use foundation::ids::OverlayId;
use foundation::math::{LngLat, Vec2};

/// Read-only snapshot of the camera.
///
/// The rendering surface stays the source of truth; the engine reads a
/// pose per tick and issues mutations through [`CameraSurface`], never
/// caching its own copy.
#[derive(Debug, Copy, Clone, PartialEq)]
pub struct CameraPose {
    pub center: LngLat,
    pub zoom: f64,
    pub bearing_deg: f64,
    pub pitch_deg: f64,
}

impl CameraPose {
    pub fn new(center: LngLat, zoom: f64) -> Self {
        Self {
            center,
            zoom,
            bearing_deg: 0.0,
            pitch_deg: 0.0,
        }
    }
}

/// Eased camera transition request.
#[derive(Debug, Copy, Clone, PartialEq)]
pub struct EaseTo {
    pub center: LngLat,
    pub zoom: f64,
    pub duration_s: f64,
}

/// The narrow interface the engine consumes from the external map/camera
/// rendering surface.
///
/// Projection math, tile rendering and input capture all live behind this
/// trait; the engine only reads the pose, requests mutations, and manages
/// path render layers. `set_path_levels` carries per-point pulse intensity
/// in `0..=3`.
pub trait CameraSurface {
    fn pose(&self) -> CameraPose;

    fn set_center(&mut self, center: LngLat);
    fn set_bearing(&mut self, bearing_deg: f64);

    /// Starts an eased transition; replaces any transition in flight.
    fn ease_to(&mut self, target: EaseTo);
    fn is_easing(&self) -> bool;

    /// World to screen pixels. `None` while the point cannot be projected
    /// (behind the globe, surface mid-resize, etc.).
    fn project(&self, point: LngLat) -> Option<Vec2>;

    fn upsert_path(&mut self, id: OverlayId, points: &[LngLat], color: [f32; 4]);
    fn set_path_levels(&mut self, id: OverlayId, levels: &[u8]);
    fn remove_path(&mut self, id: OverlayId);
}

-*-*-

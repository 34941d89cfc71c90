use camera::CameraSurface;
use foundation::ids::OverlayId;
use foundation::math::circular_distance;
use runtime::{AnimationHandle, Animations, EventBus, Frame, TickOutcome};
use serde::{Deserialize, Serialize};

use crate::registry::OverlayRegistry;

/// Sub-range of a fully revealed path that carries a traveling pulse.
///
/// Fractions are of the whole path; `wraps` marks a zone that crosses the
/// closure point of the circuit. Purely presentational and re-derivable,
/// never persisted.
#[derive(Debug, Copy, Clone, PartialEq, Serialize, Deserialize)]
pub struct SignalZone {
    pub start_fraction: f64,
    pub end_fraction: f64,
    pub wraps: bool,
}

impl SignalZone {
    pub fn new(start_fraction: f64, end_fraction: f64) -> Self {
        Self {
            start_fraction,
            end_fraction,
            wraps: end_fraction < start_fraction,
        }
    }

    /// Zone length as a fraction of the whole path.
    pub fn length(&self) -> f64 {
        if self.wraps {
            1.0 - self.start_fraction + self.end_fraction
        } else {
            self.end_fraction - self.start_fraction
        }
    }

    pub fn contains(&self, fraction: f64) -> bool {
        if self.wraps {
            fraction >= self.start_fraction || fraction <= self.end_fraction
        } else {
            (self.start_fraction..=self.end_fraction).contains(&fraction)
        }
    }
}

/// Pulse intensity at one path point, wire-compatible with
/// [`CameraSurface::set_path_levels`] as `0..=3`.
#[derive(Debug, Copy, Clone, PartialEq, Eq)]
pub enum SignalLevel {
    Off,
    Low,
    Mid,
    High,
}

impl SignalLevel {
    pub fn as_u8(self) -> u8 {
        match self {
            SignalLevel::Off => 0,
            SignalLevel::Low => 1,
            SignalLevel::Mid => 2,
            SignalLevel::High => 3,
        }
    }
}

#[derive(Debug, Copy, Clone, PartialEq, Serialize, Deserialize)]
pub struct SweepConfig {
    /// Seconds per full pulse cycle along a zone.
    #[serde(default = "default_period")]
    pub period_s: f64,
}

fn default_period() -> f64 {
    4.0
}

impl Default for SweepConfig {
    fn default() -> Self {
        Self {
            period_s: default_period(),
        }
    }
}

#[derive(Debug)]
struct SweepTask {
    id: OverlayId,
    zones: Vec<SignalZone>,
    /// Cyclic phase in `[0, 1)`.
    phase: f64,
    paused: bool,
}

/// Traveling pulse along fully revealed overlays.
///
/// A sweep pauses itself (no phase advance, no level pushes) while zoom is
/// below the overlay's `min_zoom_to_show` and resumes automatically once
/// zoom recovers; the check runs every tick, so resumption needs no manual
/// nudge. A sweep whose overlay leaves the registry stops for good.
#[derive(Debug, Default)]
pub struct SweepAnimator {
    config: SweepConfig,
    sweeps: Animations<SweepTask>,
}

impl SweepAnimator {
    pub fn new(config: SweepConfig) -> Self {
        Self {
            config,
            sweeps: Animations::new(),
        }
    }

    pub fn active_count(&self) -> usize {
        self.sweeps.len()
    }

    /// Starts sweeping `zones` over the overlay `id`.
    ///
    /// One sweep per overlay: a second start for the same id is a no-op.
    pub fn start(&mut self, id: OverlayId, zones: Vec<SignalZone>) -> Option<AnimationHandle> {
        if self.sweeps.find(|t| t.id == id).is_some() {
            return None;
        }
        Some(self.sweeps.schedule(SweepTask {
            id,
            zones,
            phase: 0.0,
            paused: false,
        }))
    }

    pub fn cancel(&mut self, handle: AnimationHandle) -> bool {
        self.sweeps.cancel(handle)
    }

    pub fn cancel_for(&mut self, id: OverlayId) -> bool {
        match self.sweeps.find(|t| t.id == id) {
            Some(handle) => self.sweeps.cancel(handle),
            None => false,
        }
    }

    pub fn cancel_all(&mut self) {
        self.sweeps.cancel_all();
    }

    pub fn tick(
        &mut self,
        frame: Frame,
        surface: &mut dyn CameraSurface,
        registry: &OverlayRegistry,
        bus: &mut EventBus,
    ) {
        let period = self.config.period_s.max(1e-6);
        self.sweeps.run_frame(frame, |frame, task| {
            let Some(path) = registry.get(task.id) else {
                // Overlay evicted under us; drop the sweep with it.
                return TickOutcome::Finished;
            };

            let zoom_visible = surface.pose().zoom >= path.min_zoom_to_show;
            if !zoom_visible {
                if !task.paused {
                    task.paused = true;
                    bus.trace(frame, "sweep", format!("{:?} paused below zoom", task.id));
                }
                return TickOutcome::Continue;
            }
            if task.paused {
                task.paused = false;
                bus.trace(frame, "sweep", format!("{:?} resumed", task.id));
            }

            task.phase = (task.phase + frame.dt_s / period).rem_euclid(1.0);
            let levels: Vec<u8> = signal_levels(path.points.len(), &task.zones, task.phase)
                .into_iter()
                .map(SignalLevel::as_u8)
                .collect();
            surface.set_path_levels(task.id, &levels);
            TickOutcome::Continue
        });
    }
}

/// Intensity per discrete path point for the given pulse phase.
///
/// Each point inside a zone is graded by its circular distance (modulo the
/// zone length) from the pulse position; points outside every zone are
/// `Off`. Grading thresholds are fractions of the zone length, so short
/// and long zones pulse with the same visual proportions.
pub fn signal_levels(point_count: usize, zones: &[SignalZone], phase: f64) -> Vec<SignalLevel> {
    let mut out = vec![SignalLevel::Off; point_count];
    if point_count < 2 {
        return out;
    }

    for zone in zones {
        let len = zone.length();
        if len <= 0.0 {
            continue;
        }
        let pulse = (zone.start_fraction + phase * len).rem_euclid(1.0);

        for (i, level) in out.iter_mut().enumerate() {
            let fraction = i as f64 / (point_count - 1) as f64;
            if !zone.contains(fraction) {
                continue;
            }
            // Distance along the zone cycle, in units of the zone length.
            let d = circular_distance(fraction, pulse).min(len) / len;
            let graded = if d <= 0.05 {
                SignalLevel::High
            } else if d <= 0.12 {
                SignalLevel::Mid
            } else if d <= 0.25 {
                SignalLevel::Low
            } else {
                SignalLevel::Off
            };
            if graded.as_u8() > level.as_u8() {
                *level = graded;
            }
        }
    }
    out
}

-*-*-

### Exercise directions:
How many lines of the material above contain the word "AnimationHandle"? Give only the number.

### Solution below:
3